Some famous names like Sukhoi quickly adapted to the commercial environment while others lost notoriety. With dozens of companies of varying sizes and financial status, chaos reigned for a few years until the Russian government decided to create the United Aircraft Corporation (UAC) in 2006.
The new company’s mission was to organize the immense aerospace sector and provide conditions for the main companies to prosper. Under the UAC are names like the MiG, Tupolev, Ilyushin, Yakovlev and Beriev, who named hundreds of aircraft during communism.
All of them, however, were disembodied ‘brains’ as the manufacturing structure was independent of the project area. These factories also turned into companies such as KnAAPO, Aviastar and VASO.

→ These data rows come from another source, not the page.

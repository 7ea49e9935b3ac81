//! Info handlers for unit information and root endpoint

use crate::api::error::ApiError;
use crate::api::AppState;

use axum::{extract::State, Json};
use mast_core::api::{ApiResponse, InfoResponse};
use serde_json::{json, Value};
use std::time::Duration;
use tracing::debug;

/// Handle the root endpoint.
///
/// Basic service identification, useful as a health check.
///
/// # Endpoint
///
/// `GET /`
pub(crate) async fn root() -> Result<Json<ApiResponse<Value>>, ApiError> {
    debug!("Request: GET /");

    let data = json!({
        "service": "MAST Unit API Server",
        "version": env!("CARGO_PKG_VERSION"),
        "status": "ok"
    });

    crate::api_ok!(data)
}

/// Retrieve unit information.
///
/// # Endpoint
///
/// `GET /mast/api/v1/unit/info`
///
/// # Returns
///
/// - `version` - Daemon version
/// - `unit` - Unit name the configuration was resolved for
/// - `uptime` - Server uptime in seconds
/// - `mock` - Whether the power switch is simulated
/// - `power_switch` - Switch host, when configured
/// - `power_driver` - Driver attached to the switch, absent when outlets cannot be switched
/// - `power_activity` - Startup or shutdown in progress
/// - `solver_endpoint` / `solver_reachable` - Where the solver should listen and whether it does
/// - `site_config` - Site file the host file is looked up next to
/// - `config_sources` - Configuration files that were loaded
pub(crate) async fn get_info(
    State(state): State<AppState>,
) -> Result<Json<ApiResponse<InfoResponse>>, ApiError> {
    debug!("Request: GET /unit/info");

    let unit = state.config.unit_config();
    let solver_endpoint = state.solver.endpoint();
    let solver_reachable =
        mast_hardware::is_listening(&solver_endpoint, Duration::from_millis(500)).await;

    let info = InfoResponse {
        version: env!("CARGO_PKG_VERSION").to_string(),
        unit: unit.unit.clone(),
        uptime: state.start_time.elapsed().as_secs(),
        mock: state.mock,
        power_switch: unit.power_switch.host.clone(),
        power_driver: state.power.describe(),
        power_activity: state.power.activity(),
        solver_endpoint,
        solver_reachable,
        site_config: state.config.site_path().display().to_string(),
        config_sources: state.config.sources(),
    };

    crate::api_ok!(info)
}
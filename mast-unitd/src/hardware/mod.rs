//! Hardware layer of the unit daemon
//!
//! Wraps the drivers from `mast_hardware` with the unit's configuration:
//! [`PowerManager`] sequences the power switch outlets and
//! [`SolverSupervisor`] keeps the ps3cli solver server available.

mod power_manager;
mod solver_supervisor;

pub(crate) use power_manager::PowerManager;
pub(crate) use solver_supervisor::SolverSupervisor;

/// Power switch selection
pub(crate) mod connection {
    use mast_core::PowerSwitchConfig;
    use mast_hardware::{DliPowerSwitch, MockPowerSwitch, PowerSwitch};
    use std::sync::Arc;
    use tracing::{info, warn};

    /// Outlets simulated by the mock switch when none are configured
    const MOCK_OUTLET_COUNT: u32 = 8;

    /// Pick the power switch driver for this unit.
    ///
    /// Returns `None` when the unit has no switch host configured, in which
    /// case the power endpoints answer 503.
    pub fn power_switch(config: &PowerSwitchConfig, mock: bool) -> Option<Arc<dyn PowerSwitch>> {
        if mock {
            let count = config
                .outlet_map()
                .keys()
                .copied()
                .max()
                .unwrap_or(0)
                .max(MOCK_OUTLET_COUNT);
            info!("Mock mode: simulated power switch with {} outlets", count);
            return Some(Arc::new(MockPowerSwitch::new(count)));
        }

        match DliPowerSwitch::from_config(config) {
            Ok(switch) => {
                info!("Power switch: {}", switch.describe());
                Some(Arc::new(switch))
            }
            Err(e) => {
                warn!("Power switch disabled: {}", e);
                None
            }
        }
    }

}
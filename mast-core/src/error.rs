//! Error types for the MAST unit system

use std::path::PathBuf;
use thiserror::Error;

use crate::config::ValidationError;

/// Core error type for MAST unit operations
#[derive(Error, Debug)]
pub enum MastError {
    /// Configuration-related errors
    #[error("Configuration error: {0}")]
    Config(String),

    /// A configuration file could not be read
    #[error("Failed to read config file {path}: {source}")]
    ConfigRead {
        path: PathBuf,
        #[source]
        source: std::io::Error,
    },

    /// A configuration file is not valid TOML or does not match the model
    #[error("Invalid configuration file {path}: {source}")]
    ConfigParse {
        path: PathBuf,
        #[source]
        source: toml::de::Error,
    },

    /// The resolved configuration failed validation
    #[error("Configuration validation failed with {} error(s)", .0.len())]
    Validation(Vec<ValidationError>),

    /// Power switch communication errors
    #[error("Power switch error: {0}")]
    PowerSwitch(String),

    /// Outlet not present in the effective power-switch configuration
    #[error("Outlet not found: {0}")]
    OutletNotFound(String),

    /// Solver server errors (process or protocol)
    #[error("Solver error: {0}")]
    Solver(String),

    /// The solver answered with an error member
    #[error("Solver returned an error: {0}")]
    SolverResponse(String),

    /// Invalid input or arguments
    #[error("Invalid input: {0}")]
    InvalidInput(String),

    /// I/O errors
    #[error("I/O error: {0}")]
    Io(#[from] std::io::Error),

    /// Serialization/deserialization errors
    #[error("Serialization error: {0}")]
    Serialization(String),

    /// Timeout errors
    #[error("Operation timed out: {0}")]
    Timeout(String),

    /// Generic error
    #[error("{0}")]
    Other(String),
}

/// Result type alias for MAST operations
pub type Result<T> = std::result::Result<T, MastError>;

impl From<serde_json::Error> for MastError {
    fn from(err: serde_json::Error) -> Self {
        MastError::Serialization(err.to_string())
    }
}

Despite having managed to give a more integrated aspect to so many projects, UAC still seeks to achieve the ultimate goal, to become an aerospace giant. To do so, the state-owned company is implementing a consolidation process that is unique in the world.
From companies to divisions
UAC recently announced that major companies will be transformed into more integrated, internal divisions.
In March, for example, the holding company revealed that design bureaus MiG, Sukhoi, Tupolev, Ilyushin and Irkut would be unified into a single design center.
A few days ago, it was UAC’s turn to announce that the companies Aviastar-SP JSC, VASO PJSC and EMZ im. V.M. Myasishchev will become internal divisions of PJSC Il.
“The consolidation of the companies of the transport aviation division will bring significant managerial and economic results,” said Sergei Yarkovoy, First Deputy General Director of PJSC UAC, Managing Director of PJSC Il.
Reorganization into a single company will make it possible to more efficiently build the aircraft program management process. At the same time, the main directions of design and production activities of the merged enterprises, their traditional competencies, as well as social guarantees for employees will be preserved.”
Until recently, UAC had divided these companies into large groups led by Sukhoi, Irkut, Ilyushin, RAC MiG and Tupolev. In this structure, the assembly lines started to be linked to these leading companies, but even so the overlapping of tasks persisted.
Irkut, for example, produced MiG and Sukhoi fighter jets while developing the MC-21 passenger jet. Ilyushin, in turn, in addition to producing its transport planes at Aviastar, is responsible for partnering with COMAC on the CR929 widebody project. Sukhoi, best known for its operations in the defense area, developed the SSJ100 regional jet.
It seems that within a few years many of the long-known names will give way to a stronger brand, a process that other nations like the United Kingdom and the United States have gone through for quite some time.